VIP Susan Sarandon

VeryImportantPotheads.com

Susan Sarandon (b. October 4, 1946)

In the Opening Ceremonies for the 2006 Winter Olympics in Turin, Italy, actress Susan Sarandon represented the U.S., carrying in the Olympic flag along with Sophia Loren and six other female activists or athletes. She looked great, as even Falstafian columnist George Will once noted, putting her on a list of 10 Things He Would Take to Another Planet. (Her response: "I'm happy Mr. Will's body isn't as conservative as his head.")

In an interview about Light Sleeper, in which she played a cocaine dealer, Sarandon told Robert Scheer of the Los Angeles Times (8/30/92), "Cocaine didn't interest me. Not at all. I'm way way back in the early pot, and mushrooms, organic, not all these chemical things that split you and do horrible things. They're too antisocial...The only thing political about [Light Sleeper] is that usually in the films and news, drugs are always connected with people of color. You never see rich, white, upwardly mobile people. In this movie, that's who I, the drug queen, sell to."

On film, Sarandon smokes pot with (and without) Kevin Costner in Bull Durham, wherein she muses about philosophy and literature, and concludes, "This world is made for those who aren't cursed with self-awareness." She's seen in The Witches of Eastwick, based on the John Updike novel, in which pot smoking takes place with the devilish Jack Nicholson. In Stepmom with Julia Roberts, Sarandon's character uses medical marijuana to treat cancer.

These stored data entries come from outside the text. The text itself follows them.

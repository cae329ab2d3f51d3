// Forward-only byte cursor with bounded sub-views for nested scopes.
use crate::core::error::Error;

/// Reads forward through one scope of a borrowed buffer.
///
/// `base` is the absolute offset of the scope inside the root buffer, so
/// errors raised in nested scopes still point at the right byte.
#[derive(Clone, Debug)]
pub struct ByteCursor<'a> {
    buf: &'a [u8],
    pos: usize,
    base: usize,
}

impl<'a> ByteCursor<'a> {
    pub fn new(buf: &'a [u8]) -> Self {
        Self {
            buf,
            pos: 0,
            base: 0,
        }
    }

    pub fn len(&self) -> usize {
        self.buf.len()
    }

    pub fn is_empty(&self) -> bool {
        self.buf.is_empty()
    }

    pub fn position(&self) -> usize {
        self.pos
    }

    pub fn absolute_position(&self) -> usize {
        self.base + self.pos
    }

    pub fn remaining(&self) -> usize {
        self.buf.len() - self.pos
    }

    pub fn is_exhausted(&self) -> bool {
        self.remaining() == 0
    }

    /// Returns the next `n` bytes. On failure the position is unchanged.
    pub fn read_exact(&mut self, n: usize) -> Result<&'a [u8], Error> {
        let available = self.remaining();
        if n > available {
            return Err(Error::unexpected_eof(self.absolute_position(), n, available));
        }
        let start = self.pos;
        self.pos += n;
        Ok(&self.buf[start..self.pos])
    }

    pub fn read_array<const N: usize>(&mut self) -> Result<[u8; N], Error> {
        let mut out = [0u8; N];
        out.copy_from_slice(self.read_exact(N)?);
        Ok(out)
    }

    /// Consumes `expected.len()` bytes and checks them against `expected`.
    ///
    /// The bytes stay consumed on mismatch; callers abort the decode anyway.
    pub fn ensure_fixed_content(&mut self, expected: &[u8]) -> Result<&'a [u8], Error> {
        let offset = self.absolute_position();
        let actual = self.read_exact(expected.len())?;
        if actual != expected {
            return Err(Error::constant_mismatch(offset, expected, actual));
        }
        Ok(actual)
    }

    /// Everything left in this scope; may be empty.
    pub fn read_remainder(&mut self) -> &'a [u8] {
        let start = self.pos;
        self.pos = self.buf.len();
        &self.buf[start..]
    }

    /// Carves the next `n` bytes out as a cursor that cannot see past them.
    pub fn sub_view(&mut self, n: usize) -> Result<ByteCursor<'a>, Error> {
        let base = self.absolute_position();
        let buf = self.read_exact(n)?;
        Ok(ByteCursor { buf, pos: 0, base })
    }
}
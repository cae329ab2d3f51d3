//! Purpose: Drive a schema against a byte cursor and assemble the record tree.
//! Exports: `DecodeOptions`, `decode_record`, `decode_record_with`, `decode_with_schema`.
//! Role: The only interpreter of `Schema`; pure function over an in-memory buffer.
//! Invariants: Fields decode strictly in schema order; the first failure aborts the decode.
//! Invariants: Errors carry the dotted field path where decoding stopped.
//! Invariants: A nested scope never reads bytes owned by its parent.

use tracing::{debug, trace};

use crate::core::cursor::ByteCursor;
use crate::core::error::Error;
use crate::core::layout::init6_schema;
use crate::core::record::{Field, Record, Value};
use crate::core::schema::{DIGEST_LEN, FieldKind, Schema};

#[derive(Clone, Copy, Debug, Default, Eq, PartialEq)]
pub struct DecodeOptions {
    /// Reject bytes left over after the last root field.
    pub strict: bool,
}

impl DecodeOptions {
    pub fn strict() -> Self {
        Self { strict: true }
    }
}

/// Decodes an init6 record, ignoring any bytes past the last field.
pub fn decode_record(buf: &[u8]) -> Result<Record, Error> {
    decode_record_with(buf, &DecodeOptions::default())
}

pub fn decode_record_with(buf: &[u8], options: &DecodeOptions) -> Result<Record, Error> {
    decode_with_schema(init6_schema()?, buf, options)
}

pub fn decode_with_schema(
    schema: &Schema,
    buf: &[u8],
    options: &DecodeOptions,
) -> Result<Record, Error> {
    let mut cursor = ByteCursor::new(buf);
    let record = decode_scope(schema, &mut cursor).inspect_err(|err| {
        debug!(
            schema = schema.name(),
            field = err.field().unwrap_or_default(),
            error = %err,
            "decode failed"
        );
    })?;

    if options.strict && !cursor.is_exhausted() {
        let err = Error::trailing_data(cursor.absolute_position(), cursor.remaining());
        debug!(schema = schema.name(), error = %err, "strict decode rejected trailing bytes");
        return Err(err);
    }

    debug!(
        schema = schema.name(),
        consumed = cursor.position(),
        ignored = cursor.remaining(),
        "decoded record"
    );
    Ok(record)
}

fn decode_scope(schema: &Schema, cursor: &mut ByteCursor<'_>) -> Result<Record, Error> {
    let mut fields = Vec::with_capacity(schema.fields().len());
    for spec in schema.fields() {
        let offset = cursor.absolute_position();
        let value = decode_field(spec.kind(), cursor).map_err(|err| err.within(spec.name()))?;
        trace!(
            field = spec.name(),
            kind = spec.kind().label(),
            offset,
            len = value.encoded_len(),
            "decoded field"
        );
        fields.push(Field::new(spec.name(), offset, value));
    }
    Ok(Record::new(schema.name(), fields))
}

fn decode_field(kind: &FieldKind, cursor: &mut ByteCursor<'_>) -> Result<Value, Error> {
    let value = match kind {
        FieldKind::Constant(expected) => {
            Value::Constant(cursor.ensure_fixed_content(expected)?.to_vec())
        }
        FieldKind::Digest => Value::Digest(cursor.read_array::<DIGEST_LEN>()?),
        FieldKind::Raw(len) => Value::Raw(cursor.read_exact(*len)?.to_vec()),
        FieldKind::Nested { schema, len } => {
            let mut scope = cursor.sub_view(*len)?;
            debug!(
                schema = schema.name(),
                offset = scope.absolute_position(),
                len,
                "entering nested scope"
            );
            let record = decode_scope(schema, &mut scope)?;
            debug_assert!(scope.is_exhausted(), "schema build guarantees full scopes");
            Value::Nested(record)
        }
        FieldKind::Remainder => Value::Remainder(cursor.read_remainder().to_vec()),
    };
    Ok(value)
}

Inducted among 15 other personalities into the New Jersey Hall of Fame in May 2010, Sarandon noted that New Jersey was the first state to ratify the Bill of Rights and does not have the death penalty. She added: "We’ve legalized marijuana recently. Medical marijuana, but the rest will come." If you live in California, you may have received a "robo call" from Sarandon in support of Proposition 19 that year. Sarandon and former partner Tim Robbins appeared at the 2000 Shadow Convention in support of the Drug Policy Alliance.

After bringing up marijuana with Oprah Winfrey and Martha Stewart, Andy Cohen of Bravo's "Watch What Happens Live!" also got Sarandon talking about pot. The actress recently told AARP Magazine (Feb/Mar 2014) that, "I would much rather my kids smoke weed than drink, except that it's illegal." She then launched "into a discourse about cartels, victimless crimes and mandatory minimum drug laws that overcrowd our prisons." She is also active in other human rights campaigns.